■ What is being asked
Stop after the line that contains "list of values"; until then, restate each line of the entries word for word from the very first.

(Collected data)
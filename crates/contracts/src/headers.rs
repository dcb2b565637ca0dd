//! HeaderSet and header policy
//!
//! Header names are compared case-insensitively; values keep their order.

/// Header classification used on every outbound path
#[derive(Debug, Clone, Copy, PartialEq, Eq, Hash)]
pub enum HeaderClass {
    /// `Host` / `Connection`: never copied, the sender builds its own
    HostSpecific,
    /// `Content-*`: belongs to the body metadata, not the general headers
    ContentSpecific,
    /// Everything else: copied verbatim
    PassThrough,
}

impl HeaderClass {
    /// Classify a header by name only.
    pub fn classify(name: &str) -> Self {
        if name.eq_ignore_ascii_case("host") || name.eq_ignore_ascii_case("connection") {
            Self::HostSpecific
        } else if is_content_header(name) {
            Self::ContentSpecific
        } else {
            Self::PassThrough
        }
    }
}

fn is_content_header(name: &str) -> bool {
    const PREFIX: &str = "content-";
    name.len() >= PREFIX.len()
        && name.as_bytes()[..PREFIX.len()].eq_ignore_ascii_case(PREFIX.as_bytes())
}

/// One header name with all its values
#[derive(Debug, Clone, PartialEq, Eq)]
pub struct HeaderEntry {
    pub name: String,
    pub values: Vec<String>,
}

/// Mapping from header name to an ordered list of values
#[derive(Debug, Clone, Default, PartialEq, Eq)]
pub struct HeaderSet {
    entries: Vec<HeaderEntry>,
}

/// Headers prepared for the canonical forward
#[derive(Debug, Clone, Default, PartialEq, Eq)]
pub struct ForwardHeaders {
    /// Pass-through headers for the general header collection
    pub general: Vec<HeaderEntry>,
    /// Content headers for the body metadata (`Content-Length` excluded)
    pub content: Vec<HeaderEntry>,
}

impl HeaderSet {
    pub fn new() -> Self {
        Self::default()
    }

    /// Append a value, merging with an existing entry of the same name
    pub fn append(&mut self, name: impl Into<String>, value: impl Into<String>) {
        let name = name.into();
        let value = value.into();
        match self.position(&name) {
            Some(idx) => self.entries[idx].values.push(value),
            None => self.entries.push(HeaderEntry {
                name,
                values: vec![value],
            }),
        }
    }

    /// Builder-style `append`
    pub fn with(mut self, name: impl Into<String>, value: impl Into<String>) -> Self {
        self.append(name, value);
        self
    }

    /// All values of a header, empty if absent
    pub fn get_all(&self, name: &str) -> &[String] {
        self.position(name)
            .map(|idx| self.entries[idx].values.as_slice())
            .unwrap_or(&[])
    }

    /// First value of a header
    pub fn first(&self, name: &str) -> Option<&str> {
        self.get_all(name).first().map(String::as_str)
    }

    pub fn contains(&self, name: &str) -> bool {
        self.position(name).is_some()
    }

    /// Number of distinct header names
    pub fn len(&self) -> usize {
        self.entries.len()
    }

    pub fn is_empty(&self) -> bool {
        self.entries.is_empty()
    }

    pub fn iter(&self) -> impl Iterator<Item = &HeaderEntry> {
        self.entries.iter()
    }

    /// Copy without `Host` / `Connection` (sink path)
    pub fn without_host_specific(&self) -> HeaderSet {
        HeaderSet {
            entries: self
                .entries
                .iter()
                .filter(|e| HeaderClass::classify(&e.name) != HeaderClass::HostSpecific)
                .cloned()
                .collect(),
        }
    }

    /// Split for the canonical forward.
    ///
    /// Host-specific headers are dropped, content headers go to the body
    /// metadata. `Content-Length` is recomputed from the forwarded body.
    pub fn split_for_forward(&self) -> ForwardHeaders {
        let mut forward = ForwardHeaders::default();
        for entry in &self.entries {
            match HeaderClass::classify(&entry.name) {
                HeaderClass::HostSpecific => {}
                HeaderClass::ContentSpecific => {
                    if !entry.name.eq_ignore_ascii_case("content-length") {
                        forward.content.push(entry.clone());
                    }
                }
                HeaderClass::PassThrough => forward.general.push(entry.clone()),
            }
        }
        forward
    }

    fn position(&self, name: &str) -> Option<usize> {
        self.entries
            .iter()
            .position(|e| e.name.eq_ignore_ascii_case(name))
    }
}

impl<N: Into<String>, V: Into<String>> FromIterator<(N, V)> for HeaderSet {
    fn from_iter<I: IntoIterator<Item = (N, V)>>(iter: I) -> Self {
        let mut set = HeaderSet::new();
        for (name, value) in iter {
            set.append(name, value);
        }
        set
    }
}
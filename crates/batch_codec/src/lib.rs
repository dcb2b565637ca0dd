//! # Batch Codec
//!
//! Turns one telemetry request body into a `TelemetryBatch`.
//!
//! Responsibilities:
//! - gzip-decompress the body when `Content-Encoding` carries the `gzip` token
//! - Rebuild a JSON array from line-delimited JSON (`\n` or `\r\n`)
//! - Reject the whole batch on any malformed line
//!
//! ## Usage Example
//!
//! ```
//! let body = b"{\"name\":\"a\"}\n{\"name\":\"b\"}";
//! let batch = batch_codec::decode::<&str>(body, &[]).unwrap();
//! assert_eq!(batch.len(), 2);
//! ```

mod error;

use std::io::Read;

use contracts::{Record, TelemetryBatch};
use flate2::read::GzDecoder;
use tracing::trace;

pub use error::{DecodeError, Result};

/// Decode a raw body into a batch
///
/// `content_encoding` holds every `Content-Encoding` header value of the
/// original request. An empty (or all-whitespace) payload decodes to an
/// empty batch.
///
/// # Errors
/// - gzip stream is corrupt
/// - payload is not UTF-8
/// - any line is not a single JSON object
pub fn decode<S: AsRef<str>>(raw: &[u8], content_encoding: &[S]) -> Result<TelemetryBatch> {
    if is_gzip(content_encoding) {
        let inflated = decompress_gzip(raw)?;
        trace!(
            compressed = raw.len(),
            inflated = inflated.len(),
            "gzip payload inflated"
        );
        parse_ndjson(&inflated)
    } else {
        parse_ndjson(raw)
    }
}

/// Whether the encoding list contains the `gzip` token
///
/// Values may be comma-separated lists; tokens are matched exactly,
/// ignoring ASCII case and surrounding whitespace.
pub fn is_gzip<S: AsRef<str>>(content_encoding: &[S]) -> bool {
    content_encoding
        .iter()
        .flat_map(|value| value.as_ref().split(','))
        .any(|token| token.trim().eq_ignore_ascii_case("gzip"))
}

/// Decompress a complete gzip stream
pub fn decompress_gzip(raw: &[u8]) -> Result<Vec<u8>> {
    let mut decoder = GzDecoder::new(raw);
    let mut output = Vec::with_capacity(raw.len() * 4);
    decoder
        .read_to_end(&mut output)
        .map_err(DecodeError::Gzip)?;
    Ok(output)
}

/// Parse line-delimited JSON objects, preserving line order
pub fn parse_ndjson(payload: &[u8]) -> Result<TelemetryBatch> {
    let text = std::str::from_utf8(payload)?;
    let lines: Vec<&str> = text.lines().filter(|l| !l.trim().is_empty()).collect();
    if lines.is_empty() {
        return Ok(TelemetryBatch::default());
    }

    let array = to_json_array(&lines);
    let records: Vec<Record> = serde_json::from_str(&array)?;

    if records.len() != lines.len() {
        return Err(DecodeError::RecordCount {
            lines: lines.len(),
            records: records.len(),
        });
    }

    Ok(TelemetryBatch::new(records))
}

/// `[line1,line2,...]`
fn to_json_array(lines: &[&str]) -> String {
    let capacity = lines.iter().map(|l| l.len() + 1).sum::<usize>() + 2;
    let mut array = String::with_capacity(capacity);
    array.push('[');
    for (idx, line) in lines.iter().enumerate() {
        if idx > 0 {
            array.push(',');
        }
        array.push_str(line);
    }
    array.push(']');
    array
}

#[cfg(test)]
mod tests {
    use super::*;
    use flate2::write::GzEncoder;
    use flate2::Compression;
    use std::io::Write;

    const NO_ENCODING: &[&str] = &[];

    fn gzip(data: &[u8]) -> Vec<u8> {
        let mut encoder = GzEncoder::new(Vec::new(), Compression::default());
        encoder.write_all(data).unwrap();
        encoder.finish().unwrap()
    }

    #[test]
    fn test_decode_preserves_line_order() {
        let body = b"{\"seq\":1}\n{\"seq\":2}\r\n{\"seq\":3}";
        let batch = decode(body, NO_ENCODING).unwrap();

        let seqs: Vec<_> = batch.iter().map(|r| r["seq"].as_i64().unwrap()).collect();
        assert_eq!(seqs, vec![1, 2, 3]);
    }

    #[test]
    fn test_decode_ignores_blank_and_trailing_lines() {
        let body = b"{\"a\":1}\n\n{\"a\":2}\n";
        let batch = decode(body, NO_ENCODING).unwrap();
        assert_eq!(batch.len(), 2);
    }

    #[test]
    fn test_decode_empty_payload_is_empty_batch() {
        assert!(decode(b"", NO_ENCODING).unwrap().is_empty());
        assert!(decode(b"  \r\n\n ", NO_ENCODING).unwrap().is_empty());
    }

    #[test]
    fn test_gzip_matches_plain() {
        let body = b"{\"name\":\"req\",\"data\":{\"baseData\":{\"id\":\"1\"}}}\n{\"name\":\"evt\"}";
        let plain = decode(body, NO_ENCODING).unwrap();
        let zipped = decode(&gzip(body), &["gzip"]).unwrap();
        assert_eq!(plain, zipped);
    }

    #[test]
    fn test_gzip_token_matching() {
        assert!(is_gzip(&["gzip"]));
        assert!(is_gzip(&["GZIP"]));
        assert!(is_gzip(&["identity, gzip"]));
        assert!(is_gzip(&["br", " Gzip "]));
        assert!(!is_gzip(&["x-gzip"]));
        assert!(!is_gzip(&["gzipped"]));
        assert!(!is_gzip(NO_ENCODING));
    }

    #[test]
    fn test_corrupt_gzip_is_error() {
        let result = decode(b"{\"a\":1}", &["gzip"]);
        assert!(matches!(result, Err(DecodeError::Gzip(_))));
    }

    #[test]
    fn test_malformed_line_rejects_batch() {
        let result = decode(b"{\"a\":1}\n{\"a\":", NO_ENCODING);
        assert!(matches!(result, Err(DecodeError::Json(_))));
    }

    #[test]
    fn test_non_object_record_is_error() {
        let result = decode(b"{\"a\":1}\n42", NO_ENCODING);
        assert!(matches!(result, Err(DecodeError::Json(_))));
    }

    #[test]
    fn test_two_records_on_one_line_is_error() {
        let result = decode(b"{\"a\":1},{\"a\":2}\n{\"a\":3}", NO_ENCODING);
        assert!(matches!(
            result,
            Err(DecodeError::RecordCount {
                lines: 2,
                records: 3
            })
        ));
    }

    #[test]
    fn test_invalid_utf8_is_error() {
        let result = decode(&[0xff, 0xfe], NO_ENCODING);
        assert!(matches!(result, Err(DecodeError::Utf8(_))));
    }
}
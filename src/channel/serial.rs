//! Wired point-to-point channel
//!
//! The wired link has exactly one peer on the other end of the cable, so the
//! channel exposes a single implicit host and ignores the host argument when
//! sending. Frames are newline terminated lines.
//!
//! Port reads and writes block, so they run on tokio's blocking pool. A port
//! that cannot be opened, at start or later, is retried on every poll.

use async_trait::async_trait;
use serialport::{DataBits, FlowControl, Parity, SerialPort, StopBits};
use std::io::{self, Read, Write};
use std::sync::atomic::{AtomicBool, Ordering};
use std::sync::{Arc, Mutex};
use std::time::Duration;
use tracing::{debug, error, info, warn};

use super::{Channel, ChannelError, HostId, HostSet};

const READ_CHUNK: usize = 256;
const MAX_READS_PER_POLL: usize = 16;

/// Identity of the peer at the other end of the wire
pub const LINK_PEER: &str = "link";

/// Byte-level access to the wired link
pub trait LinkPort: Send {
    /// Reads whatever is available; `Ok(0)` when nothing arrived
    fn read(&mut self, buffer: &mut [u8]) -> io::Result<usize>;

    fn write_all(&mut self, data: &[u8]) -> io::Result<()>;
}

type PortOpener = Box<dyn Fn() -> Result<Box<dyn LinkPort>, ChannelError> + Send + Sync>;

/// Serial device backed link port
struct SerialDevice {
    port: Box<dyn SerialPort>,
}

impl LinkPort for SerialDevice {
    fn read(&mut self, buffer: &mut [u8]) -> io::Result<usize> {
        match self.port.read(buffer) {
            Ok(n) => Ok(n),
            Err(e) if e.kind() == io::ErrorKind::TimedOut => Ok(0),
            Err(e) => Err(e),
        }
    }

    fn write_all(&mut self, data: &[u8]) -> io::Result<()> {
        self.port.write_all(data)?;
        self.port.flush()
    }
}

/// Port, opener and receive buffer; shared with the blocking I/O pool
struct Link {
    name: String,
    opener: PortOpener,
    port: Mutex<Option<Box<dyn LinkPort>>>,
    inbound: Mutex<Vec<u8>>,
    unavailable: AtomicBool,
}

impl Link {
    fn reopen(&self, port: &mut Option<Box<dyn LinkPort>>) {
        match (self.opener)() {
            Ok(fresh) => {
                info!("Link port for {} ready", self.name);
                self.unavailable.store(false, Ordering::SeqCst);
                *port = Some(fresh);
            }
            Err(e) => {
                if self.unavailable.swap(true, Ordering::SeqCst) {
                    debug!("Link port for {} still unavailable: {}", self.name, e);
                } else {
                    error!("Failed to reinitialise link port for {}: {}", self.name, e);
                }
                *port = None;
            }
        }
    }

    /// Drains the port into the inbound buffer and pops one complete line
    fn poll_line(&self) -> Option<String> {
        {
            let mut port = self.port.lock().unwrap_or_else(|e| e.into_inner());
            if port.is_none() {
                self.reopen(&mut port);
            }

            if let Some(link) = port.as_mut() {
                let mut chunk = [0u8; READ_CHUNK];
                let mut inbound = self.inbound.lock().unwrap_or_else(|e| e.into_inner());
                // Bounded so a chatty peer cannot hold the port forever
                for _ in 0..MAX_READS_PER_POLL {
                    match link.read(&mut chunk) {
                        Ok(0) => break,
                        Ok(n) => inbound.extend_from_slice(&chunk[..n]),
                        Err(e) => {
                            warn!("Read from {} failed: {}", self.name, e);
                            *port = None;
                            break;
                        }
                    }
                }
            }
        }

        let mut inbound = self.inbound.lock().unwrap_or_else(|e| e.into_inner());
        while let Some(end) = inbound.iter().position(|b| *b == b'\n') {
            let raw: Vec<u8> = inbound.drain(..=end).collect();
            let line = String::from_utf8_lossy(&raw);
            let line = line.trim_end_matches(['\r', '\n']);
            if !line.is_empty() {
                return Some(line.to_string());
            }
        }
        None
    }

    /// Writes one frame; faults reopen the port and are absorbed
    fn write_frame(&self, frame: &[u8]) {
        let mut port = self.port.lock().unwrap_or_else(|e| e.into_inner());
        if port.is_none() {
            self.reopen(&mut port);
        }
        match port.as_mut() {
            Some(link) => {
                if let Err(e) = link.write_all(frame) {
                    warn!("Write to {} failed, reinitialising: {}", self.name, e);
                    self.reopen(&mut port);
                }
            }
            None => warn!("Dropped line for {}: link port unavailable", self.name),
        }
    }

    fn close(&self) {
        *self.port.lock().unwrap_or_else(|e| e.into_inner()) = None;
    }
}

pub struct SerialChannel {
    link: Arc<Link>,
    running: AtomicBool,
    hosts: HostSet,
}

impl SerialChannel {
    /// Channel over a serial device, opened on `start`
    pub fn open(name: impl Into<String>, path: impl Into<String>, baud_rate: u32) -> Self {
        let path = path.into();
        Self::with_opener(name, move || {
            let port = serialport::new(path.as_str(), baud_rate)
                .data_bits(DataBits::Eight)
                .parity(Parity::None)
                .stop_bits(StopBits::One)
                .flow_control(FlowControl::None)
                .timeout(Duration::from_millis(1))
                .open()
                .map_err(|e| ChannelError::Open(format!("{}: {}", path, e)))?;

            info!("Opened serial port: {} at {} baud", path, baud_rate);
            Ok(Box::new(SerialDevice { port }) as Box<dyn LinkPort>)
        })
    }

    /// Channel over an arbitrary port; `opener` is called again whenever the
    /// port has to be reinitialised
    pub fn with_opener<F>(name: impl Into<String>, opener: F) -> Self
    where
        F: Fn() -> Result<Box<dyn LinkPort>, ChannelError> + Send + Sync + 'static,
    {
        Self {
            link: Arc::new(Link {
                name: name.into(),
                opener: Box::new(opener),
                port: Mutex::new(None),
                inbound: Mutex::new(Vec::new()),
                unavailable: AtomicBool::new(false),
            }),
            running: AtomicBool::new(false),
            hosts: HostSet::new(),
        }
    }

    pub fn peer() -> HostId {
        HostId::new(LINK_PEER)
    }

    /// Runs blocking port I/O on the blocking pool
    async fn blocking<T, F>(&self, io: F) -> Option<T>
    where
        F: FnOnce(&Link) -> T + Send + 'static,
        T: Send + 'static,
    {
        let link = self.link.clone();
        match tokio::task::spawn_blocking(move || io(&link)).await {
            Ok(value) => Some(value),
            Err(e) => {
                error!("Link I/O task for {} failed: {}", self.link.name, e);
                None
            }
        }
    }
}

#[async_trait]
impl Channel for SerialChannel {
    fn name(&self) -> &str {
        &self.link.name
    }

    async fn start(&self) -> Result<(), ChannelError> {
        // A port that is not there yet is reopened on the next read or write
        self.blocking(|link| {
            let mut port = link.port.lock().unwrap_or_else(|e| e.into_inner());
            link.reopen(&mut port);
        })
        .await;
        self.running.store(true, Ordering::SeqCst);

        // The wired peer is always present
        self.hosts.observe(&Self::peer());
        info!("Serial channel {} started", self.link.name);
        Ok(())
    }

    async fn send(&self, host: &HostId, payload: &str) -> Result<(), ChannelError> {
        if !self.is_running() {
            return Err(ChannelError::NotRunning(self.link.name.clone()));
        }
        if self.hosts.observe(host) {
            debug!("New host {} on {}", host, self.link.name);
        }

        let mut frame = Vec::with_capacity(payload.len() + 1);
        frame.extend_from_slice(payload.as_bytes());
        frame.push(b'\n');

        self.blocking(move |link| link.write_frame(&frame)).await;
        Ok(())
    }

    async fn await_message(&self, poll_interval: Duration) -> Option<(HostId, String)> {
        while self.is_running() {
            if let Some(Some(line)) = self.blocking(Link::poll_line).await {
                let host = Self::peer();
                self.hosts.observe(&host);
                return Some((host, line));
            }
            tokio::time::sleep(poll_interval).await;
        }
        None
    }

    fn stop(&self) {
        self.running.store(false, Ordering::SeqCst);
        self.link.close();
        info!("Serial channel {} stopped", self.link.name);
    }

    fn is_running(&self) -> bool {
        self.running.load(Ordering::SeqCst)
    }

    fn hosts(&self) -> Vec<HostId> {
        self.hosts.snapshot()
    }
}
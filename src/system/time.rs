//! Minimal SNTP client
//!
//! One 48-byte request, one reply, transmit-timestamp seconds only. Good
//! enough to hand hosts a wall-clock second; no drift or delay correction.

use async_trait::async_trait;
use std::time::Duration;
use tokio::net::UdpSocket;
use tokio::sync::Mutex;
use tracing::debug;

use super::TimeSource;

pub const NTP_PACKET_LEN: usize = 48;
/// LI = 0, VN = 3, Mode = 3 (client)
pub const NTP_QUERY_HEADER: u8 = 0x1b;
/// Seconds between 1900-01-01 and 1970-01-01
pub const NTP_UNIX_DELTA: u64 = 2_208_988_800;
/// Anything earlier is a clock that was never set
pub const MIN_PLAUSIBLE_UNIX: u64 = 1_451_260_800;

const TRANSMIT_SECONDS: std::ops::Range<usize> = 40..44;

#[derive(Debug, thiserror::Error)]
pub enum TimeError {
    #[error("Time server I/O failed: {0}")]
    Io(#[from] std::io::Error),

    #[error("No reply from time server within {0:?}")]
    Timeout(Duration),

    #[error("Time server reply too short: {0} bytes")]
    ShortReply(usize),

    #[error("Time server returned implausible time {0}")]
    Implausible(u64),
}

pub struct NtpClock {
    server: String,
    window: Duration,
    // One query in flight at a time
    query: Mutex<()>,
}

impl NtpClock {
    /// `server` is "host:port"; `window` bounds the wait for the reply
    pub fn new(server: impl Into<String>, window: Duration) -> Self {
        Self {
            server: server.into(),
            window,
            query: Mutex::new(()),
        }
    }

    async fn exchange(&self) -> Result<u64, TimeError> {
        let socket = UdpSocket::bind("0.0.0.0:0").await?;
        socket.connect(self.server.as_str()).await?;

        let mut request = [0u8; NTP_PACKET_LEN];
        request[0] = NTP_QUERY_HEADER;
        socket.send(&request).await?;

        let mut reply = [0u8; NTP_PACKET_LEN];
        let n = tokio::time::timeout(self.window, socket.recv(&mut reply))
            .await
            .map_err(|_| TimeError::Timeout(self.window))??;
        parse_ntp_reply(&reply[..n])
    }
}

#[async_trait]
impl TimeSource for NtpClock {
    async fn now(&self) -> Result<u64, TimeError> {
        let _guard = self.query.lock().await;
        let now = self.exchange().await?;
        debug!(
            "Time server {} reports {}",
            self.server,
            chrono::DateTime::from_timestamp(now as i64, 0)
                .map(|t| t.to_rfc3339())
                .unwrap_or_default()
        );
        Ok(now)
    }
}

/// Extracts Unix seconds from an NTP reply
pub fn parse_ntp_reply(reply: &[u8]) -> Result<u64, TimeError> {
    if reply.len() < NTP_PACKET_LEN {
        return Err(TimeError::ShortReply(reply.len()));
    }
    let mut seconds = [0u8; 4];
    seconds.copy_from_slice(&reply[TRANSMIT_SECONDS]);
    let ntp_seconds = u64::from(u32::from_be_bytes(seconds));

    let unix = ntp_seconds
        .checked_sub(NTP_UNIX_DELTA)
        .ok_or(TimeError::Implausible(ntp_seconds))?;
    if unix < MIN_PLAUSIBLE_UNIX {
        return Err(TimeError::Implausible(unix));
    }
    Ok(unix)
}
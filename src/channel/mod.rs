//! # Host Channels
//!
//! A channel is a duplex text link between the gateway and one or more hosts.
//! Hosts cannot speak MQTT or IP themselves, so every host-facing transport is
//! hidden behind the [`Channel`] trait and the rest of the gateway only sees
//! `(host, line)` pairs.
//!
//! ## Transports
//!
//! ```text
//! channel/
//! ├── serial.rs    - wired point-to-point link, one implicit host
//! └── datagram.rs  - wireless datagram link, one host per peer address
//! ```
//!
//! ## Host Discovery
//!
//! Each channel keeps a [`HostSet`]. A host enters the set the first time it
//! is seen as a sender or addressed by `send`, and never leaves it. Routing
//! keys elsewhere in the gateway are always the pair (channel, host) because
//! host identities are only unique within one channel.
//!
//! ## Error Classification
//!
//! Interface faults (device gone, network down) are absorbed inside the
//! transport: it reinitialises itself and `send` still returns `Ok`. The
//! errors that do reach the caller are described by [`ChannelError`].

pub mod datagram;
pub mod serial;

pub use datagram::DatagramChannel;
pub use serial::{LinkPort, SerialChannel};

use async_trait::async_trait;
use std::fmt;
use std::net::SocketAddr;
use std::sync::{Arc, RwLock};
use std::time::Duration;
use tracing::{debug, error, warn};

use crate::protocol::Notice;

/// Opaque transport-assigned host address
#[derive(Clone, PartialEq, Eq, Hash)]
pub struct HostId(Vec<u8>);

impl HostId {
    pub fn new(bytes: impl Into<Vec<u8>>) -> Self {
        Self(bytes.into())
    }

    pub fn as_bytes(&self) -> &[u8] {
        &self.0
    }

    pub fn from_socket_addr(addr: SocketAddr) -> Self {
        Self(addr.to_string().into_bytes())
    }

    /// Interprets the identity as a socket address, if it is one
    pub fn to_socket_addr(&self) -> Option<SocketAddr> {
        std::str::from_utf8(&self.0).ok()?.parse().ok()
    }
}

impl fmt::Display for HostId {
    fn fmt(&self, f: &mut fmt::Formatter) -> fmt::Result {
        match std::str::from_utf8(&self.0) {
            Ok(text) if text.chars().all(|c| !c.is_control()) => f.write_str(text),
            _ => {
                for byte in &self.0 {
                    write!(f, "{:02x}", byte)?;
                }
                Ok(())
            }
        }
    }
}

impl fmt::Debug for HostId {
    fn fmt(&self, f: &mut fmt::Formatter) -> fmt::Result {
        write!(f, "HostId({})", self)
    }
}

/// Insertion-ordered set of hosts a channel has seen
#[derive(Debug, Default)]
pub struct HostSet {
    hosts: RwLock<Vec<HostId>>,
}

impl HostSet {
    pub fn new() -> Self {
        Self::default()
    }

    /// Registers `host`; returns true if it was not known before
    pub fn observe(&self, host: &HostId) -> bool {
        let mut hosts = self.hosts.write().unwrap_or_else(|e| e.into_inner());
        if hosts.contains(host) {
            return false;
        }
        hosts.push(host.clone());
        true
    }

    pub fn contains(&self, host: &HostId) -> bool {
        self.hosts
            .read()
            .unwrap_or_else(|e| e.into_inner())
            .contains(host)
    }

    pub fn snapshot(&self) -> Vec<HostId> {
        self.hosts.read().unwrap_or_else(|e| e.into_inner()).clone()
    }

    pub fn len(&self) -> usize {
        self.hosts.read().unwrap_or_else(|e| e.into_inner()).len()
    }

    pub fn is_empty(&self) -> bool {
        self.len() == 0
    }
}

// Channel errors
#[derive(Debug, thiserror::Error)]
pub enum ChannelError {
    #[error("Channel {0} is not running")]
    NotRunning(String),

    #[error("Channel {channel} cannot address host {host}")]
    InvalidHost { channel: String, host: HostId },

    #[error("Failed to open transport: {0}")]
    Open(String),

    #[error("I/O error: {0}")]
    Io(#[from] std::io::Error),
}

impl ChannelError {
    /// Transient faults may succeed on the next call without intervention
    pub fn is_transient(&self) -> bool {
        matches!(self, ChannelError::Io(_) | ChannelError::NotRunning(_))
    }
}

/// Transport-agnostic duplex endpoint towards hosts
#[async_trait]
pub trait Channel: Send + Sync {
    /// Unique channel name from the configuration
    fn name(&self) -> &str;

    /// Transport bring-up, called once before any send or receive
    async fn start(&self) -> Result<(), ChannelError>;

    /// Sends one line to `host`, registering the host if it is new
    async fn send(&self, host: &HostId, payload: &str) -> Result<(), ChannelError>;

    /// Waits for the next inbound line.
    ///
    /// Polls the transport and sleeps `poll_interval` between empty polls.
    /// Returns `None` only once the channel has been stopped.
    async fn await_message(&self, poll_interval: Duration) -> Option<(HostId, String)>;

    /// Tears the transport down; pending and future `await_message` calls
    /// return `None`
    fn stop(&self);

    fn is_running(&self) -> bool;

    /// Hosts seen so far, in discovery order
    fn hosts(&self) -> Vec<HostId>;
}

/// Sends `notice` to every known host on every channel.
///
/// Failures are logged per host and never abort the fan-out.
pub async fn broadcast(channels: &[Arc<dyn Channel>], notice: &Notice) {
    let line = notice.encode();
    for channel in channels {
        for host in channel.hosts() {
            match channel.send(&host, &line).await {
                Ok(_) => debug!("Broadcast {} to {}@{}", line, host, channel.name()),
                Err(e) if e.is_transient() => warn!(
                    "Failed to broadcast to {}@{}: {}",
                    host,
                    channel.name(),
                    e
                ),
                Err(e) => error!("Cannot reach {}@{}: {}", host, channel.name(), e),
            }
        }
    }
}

■ Output for this exercise
filename crates/contracts/src/headers.rs
repository dcb2b565637ca0dd
//! HeaderSet and header policy
//!
//! Header names are compared case-insensitively; values keep their order.

/// Header classification used on every outbound path
#[derive(Debug, Clone, Copy, PartialEq, Eq, Hash)]
pub enum HeaderClass {
    /// `Host` / `Connection`: never copied, the sender builds its own
    HostSpecific,
    /// `Content-*`: belongs to the body metadata, not the general headers
    ContentSpecific,
    /// Everything else: copied verbatim
    PassThrough,
}

impl HeaderClass {
    /// Classify a header by name only.
    pub fn classify(name: &str) -> Self {
        if name.eq_ignore_ascii_case("host") || name.eq_ignore_ascii_case("connection") {
            Self::HostSpecific
        } else if is_content_header(name) {
            Self::ContentSpecific
        } else {
            Self::PassThrough
        }
    }
}

fn is_content_header(name: &str) -> bool {
    const PREFIX: &str = "content-";
    name.len() >= PREFIX.len()
        && name.as_bytes()[..PREFIX.len()].eq_ignore_ascii_case(PREFIX.as_bytes())
}

/// One header name with all its values
#[derive(Debug, Clone, PartialEq, Eq)]
pub struct HeaderEntry {
    pub name: String,
    pub values: Vec<String>,
}

/// Mapping from header name to an ordered list of values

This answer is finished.